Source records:

▼

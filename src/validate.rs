// Service-name and pattern validation shared by the runner, the client
// CLI, and the service locator.
//
// Names are checked before any filesystem join; patterns are screened for
// catastrophic-backtracking signatures before they reach the regex engine.

use anyhow::{bail, Context, Result};
use once_cell::sync::Lazy;
use regex::{Regex, RegexBuilder};

/// Maximum length of a composed service name (`prefix:base`).
pub const MAX_NAME_LEN: usize = 128;
/// Maximum length of a single name segment.
pub const MAX_SEGMENT_LEN: usize = 64;
/// Maximum length of a user-supplied match pattern.
pub const MAX_PATTERN_LEN: usize = 200;

static SEGMENT: Lazy<Regex> =
    Lazy::new(|| Regex::new(r"^[A-Za-z0-9_-]+$").expect("failed to compile segment matcher"));

/// Heuristic signatures of nested or ambiguous quantification. Patterns
/// matching any of these are rejected without being compiled.
static DANGEROUS: Lazy<Vec<Regex>> = Lazy::new(|| {
    [
        // adjacent quantified wildcards
        r"\.\*\.\*",
        r"\.\+\.\+",
        // bracket class flanked by quantifiers on both sides
        r"[*+]\[[^\]]*\]\.?[*+]",
        // quantifier applied to a group containing alternation
        r"\([^()]*\|[^()]*\)[*+{]",
        // consecutive counted quantifiers
        r"\{\d+(,\d+)?\}\{",
    ]
    .iter()
    .map(|sig| Regex::new(sig).expect("failed to compile pattern signature"))
    .collect()
});

/// Split a composed name into its optional prefix and base name. The
/// separator is the last `:`; the prefix itself may contain `/`.
pub fn split_name(name: &str) -> (Option<&str>, &str) {
    match name.rsplit_once(':') {
        Some((prefix, base)) => (Some(prefix), base),
        None => (None, name),
    }
}

/// Validate a service name (`base` or `prefix:base`, prefix segments
/// separated by `/`). Must be called before the name touches a path.
pub fn validate_service_name(name: &str) -> Result<()> {
    if name.is_empty() {
        bail!("service name is empty");
    }
    if name.len() > MAX_NAME_LEN {
        bail!("service name exceeds {MAX_NAME_LEN} characters");
    }
    let (prefix, base) = split_name(name);
    let segments = prefix
        .map(|p| p.split('/').collect::<Vec<_>>())
        .unwrap_or_default()
        .into_iter()
        .chain(std::iter::once(base));
    for segment in segments {
        if segment.is_empty() || segment.len() > MAX_SEGMENT_LEN {
            bail!("name segment '{segment}' must be 1-{MAX_SEGMENT_LEN} characters");
        }
        if !SEGMENT.is_match(segment) {
            bail!("name segment '{segment}' may only contain letters, digits, '_' and '-'");
        }
    }
    Ok(())
}

/// Validate and compile a regex pattern. Rejects overlong patterns and the
/// backtracking signatures above; `case_sensitive = false` compiles with
/// `(?i)` semantics.
pub fn compile_pattern(pattern: &str, case_sensitive: bool) -> Result<Regex> {
    if pattern.len() > MAX_PATTERN_LEN {
        bail!("pattern exceeds {MAX_PATTERN_LEN} characters");
    }
    for signature in DANGEROUS.iter() {
        if signature.is_match(pattern) {
            bail!("pattern rejected: nested or ambiguous quantification");
        }
    }
    let groups = pattern.matches('(').count();
    let quantified = pattern.contains('*') || pattern.contains('+') || pattern.contains('{');
    if groups > 3 && quantified {
        bail!("pattern rejected: too many groups combined with quantifiers");
    }
    RegexBuilder::new(pattern)
        .case_insensitive(!case_sensitive)
        .build()
        .with_context(|| format!("pattern '{pattern}' failed to compile"))
}

/// Compiled match predicate shared by log queries and readiness waits.
#[derive(Debug, Clone)]
pub enum Matcher {
    Regex(Regex),
    Substring { needle: String, case_sensitive: bool },
}

impl Matcher {
    pub fn compile(pattern: &str, regex: bool, case_sensitive: bool) -> Result<Self> {
        if regex {
            Ok(Matcher::Regex(compile_pattern(pattern, case_sensitive)?))
        } else {
            let needle = if case_sensitive {
                pattern.to_string()
            } else {
                pattern.to_lowercase()
            };
            Ok(Matcher::Substring {
                needle,
                case_sensitive,
            })
        }
    }

    pub fn is_match(&self, text: &str) -> bool {
        match self {
            Matcher::Regex(re) => re.is_match(text),
            Matcher::Substring {
                needle,
                case_sensitive,
            } => {
                if *case_sensitive {
                    text.contains(needle.as_str())
                } else {
                    text.to_lowercase().contains(needle.as_str())
                }
            }
        }
    }
}
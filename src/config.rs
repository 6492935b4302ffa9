// Path derivation for tap directories, control sockets, and the client
// cursor cache.

use std::path::{Path, PathBuf};

use anyhow::{Context, Result};

use crate::validate::{split_name, validate_service_name};

/// Directory name holding one socket per service.
pub const TAP_DIR_NAME: &str = ".tap";
/// Suffix of every control socket.
pub const SOCKET_SUFFIX: &str = ".sock";

/// Filesystem locations for one service: its tap directory and socket.
#[derive(Debug, Clone)]
pub struct ServicePaths {
    pub name: String,
    pub base_name: String,
    pub tap_dir: PathBuf,
    pub socket_path: PathBuf,
}

impl ServicePaths {
    /// Derive the socket location for a composed name under a workspace
    /// base directory; prefix segments become subdirectories
    /// (`frontend:api` lives at `<base>/frontend/.tap/api.sock`).
    pub fn for_name(base: &Path, name: &str) -> Result<Self> {
        validate_service_name(name)?;
        let (prefix, base_name) = split_name(name);
        let mut dir = base.to_path_buf();
        if let Some(prefix) = prefix {
            for segment in prefix.split('/') {
                dir.push(segment);
            }
        }
        let tap_dir = dir.join(TAP_DIR_NAME);
        let socket_path = tap_dir.join(format!("{base_name}{SOCKET_SUFFIX}"));
        Ok(Self {
            name: name.to_string(),
            base_name: base_name.to_string(),
            tap_dir,
            socket_path,
        })
    }

    /// Use an explicit tap directory, skipping workspace derivation. Only
    /// the base name (after the last `:`) selects the socket.
    pub fn in_tap_dir(tap_dir: &Path, name: &str) -> Result<Self> {
        validate_service_name(name)?;
        let (_, base_name) = split_name(name);
        let socket_path = tap_dir.join(format!("{base_name}{SOCKET_SUFFIX}"));
        Ok(Self {
            name: name.to_string(),
            base_name: base_name.to_string(),
            tap_dir: tap_dir.to_path_buf(),
            socket_path,
        })
    }

    /// Create the tap directory with owner-only permissions.
    pub fn ensure_tap_dir(&self) -> Result<()> {
        std::fs::create_dir_all(&self.tap_dir)
            .with_context(|| format!("failed to create {}", self.tap_dir.display()))?;
        #[cfg(unix)]
        {
            use std::os::unix::fs::PermissionsExt;
            std::fs::set_permissions(&self.tap_dir, std::fs::Permissions::from_mode(0o700))
                .with_context(|| {
                    format!("failed to set permissions on {}", self.tap_dir.display())
                })?;
        }
        Ok(())
    }
}

/// Location of the observe-client cursor cache. `TAP_CACHE_DIR` overrides
/// the platform cache directory (mainly for tests).
pub fn cursor_cache_path() -> PathBuf {
    if let Ok(dir) = std::env::var("TAP_CACHE_DIR") {
        return PathBuf::from(dir).join("cursors.json");
    }
    dirs::cache_dir()
        .map(|d| d.join("tap").join("cursors.json"))
        .unwrap_or_else(|| PathBuf::from("/tmp/tap/cursors.json"))
}
// Shared helpers for the tap and tap-runner binaries: duration strings,
// KEY=VALUE pairs, and env-file parsing.

use std::path::Path;

use anyhow::{bail, Context, Result};

/// Parse a duration string into milliseconds. Accepts `250ms`, `5s`, `2m`,
/// `1h`, or a bare integer (milliseconds).
pub fn parse_duration_ms(input: &str) -> Result<u64> {
    let s = input.trim();
    let (digits, factor) = if let Some(v) = s.strip_suffix("ms") {
        (v, 1)
    } else if let Some(v) = s.strip_suffix('s') {
        (v, 1000)
    } else if let Some(v) = s.strip_suffix('m') {
        (v, 60_000)
    } else if let Some(v) = s.strip_suffix('h') {
        (v, 3_600_000)
    } else {
        (s, 1)
    };
    let value: u64 = digits
        .trim()
        .parse()
        .with_context(|| format!("invalid duration: {input}"))?;
    Ok(value * factor)
}

/// Parse a `KEY=VALUE` argument.
pub fn parse_env_pair(input: &str) -> Result<(String, String)> {
    match input.split_once('=') {
        Some((key, value)) if !key.is_empty() => Ok((key.to_string(), value.to_string())),
        _ => bail!("expected KEY=VALUE, got '{input}'"),
    }
}

/// Read an env file: one `KEY=VALUE` per line, `#` comments and blank
/// lines skipped, an optional `export ` prefix tolerated, matching outer
/// quotes stripped from values.
pub fn parse_env_file(path: &Path) -> Result<Vec<(String, String)>> {
    let content = std::fs::read_to_string(path)
        .with_context(|| format!("failed to read env file {}", path.display()))?;
    let mut pairs = Vec::new();
    for (number, line) in content.lines().enumerate() {
        let line = line.trim();
        if line.is_empty() || line.starts_with('#') {
            continue;
        }
        let line = line.strip_prefix("export ").unwrap_or(line).trim_start();
        let Some((key, value)) = line.split_once('=') else {
            bail!(
                "{}:{}: expected KEY=VALUE, got '{line}'",
                path.display(),
                number + 1
            );
        };
        pairs.push((key.trim().to_string(), unquote(value.trim()).to_string()));
    }
    Ok(pairs)
}

fn unquote(value: &str) -> &str {
    if value.len() >= 2 {
        let bytes = value.as_bytes();
        if (bytes[0] == b'"' && bytes[value.len() - 1] == b'"')
            || (bytes[0] == b'\'' && bytes[value.len() - 1] == b'\'')
        {
            return &value[1..value.len() - 1];
        }
    }
    value
}
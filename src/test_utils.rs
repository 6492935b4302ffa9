//! Test utilities for async runner tests.
//!
//! Provides retry-until-timeout helpers so tests wait for supervisor and
//! server state changes instead of sleeping arbitrary amounts.

use std::fmt::Display;
use std::future::Future;
use std::time::Duration;

/// Assert that an async condition eventually succeeds within a timeout.
///
/// Retries `f` at `interval` until it returns `Ok` or `timeout` elapses,
/// then panics with the description and the last error.
pub async fn assert_eventually<F, Fut, T, E>(
    desc: &str,
    timeout: Duration,
    interval: Duration,
    mut f: F,
) -> T
where
    F: FnMut() -> Fut,
    Fut: Future<Output = Result<T, E>>,
    E: Display,
{
    let start = std::time::Instant::now();
    let mut attempt = 0;

    loop {
        attempt += 1;
        match f().await {
            Ok(value) => return value,
            Err(e) => {
                let elapsed = start.elapsed();
                if elapsed >= timeout {
                    panic!(
                        "Timeout waiting for {}\n\
                         Duration: {:?}\n\
                         Attempts: {}\n\
                         Last error: {}",
                        desc, elapsed, attempt, e
                    );
                }
                tokio::time::sleep(interval).await;
            }
        }
    }
}

/// Variant of [`assert_eventually`] for a plain boolean condition.
pub async fn assert_eventually_bool<F, Fut>(
    desc: &str,
    timeout: Duration,
    interval: Duration,
    mut f: F,
) where
    F: FnMut() -> Fut,
    Fut: Future<Output = bool>,
{
    let start = std::time::Instant::now();
    let mut attempt = 0;

    loop {
        attempt += 1;
        if f().await {
            return;
        }
        let elapsed = start.elapsed();
        if elapsed >= timeout {
            panic!(
                "Timeout waiting for {}\n\
                 Duration: {:?}\n\
                 Attempts: {}\n\
                 Condition never became true",
                desc, elapsed, attempt
            );
        }
        tokio::time::sleep(interval).await;
    }
}

#[cfg(test)]
mod tests {
    use super::*;
    use std::sync::atomic::{AtomicUsize, Ordering};
    use std::sync::Arc;

    #[tokio::test]
    async fn succeeds_immediately() {
        let value = assert_eventually(
            "immediate success",
            Duration::from_secs(1),
            Duration::from_millis(20),
            || async { Ok::<_, &str>(7) },
        )
        .await;
        assert_eq!(value, 7);
    }

    #[tokio::test]
    async fn retries_until_success() {
        let counter = Arc::new(AtomicUsize::new(0));
        let shared = Arc::clone(&counter);
        assert_eventually_bool(
            "counter reaches 3",
            Duration::from_secs(2),
            Duration::from_millis(10),
            move || {
                let counter = Arc::clone(&shared);
                async move { counter.fetch_add(1, Ordering::SeqCst) >= 2 }
            },
        )
        .await;
        assert!(counter.load(Ordering::SeqCst) >= 2);
    }

    #[tokio::test]
    #[should_panic(expected = "Timeout waiting for never succeeds")]
    async fn panics_on_timeout() {
        assert_eventually(
            "never succeeds",
            Duration::from_millis(100),
            Duration::from_millis(20),
            || async { Err::<(), _>("still failing") },
        )
        .await;
    }
}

▲

TASK REQUIREMENTS — Gather each line from the entries above that includes the word "workspace".

RESPONSE AREA —
    /// Derive the socket location for a composed name under a workspace
    /// Use an explicit tap directory, skipping workspace derivation. Only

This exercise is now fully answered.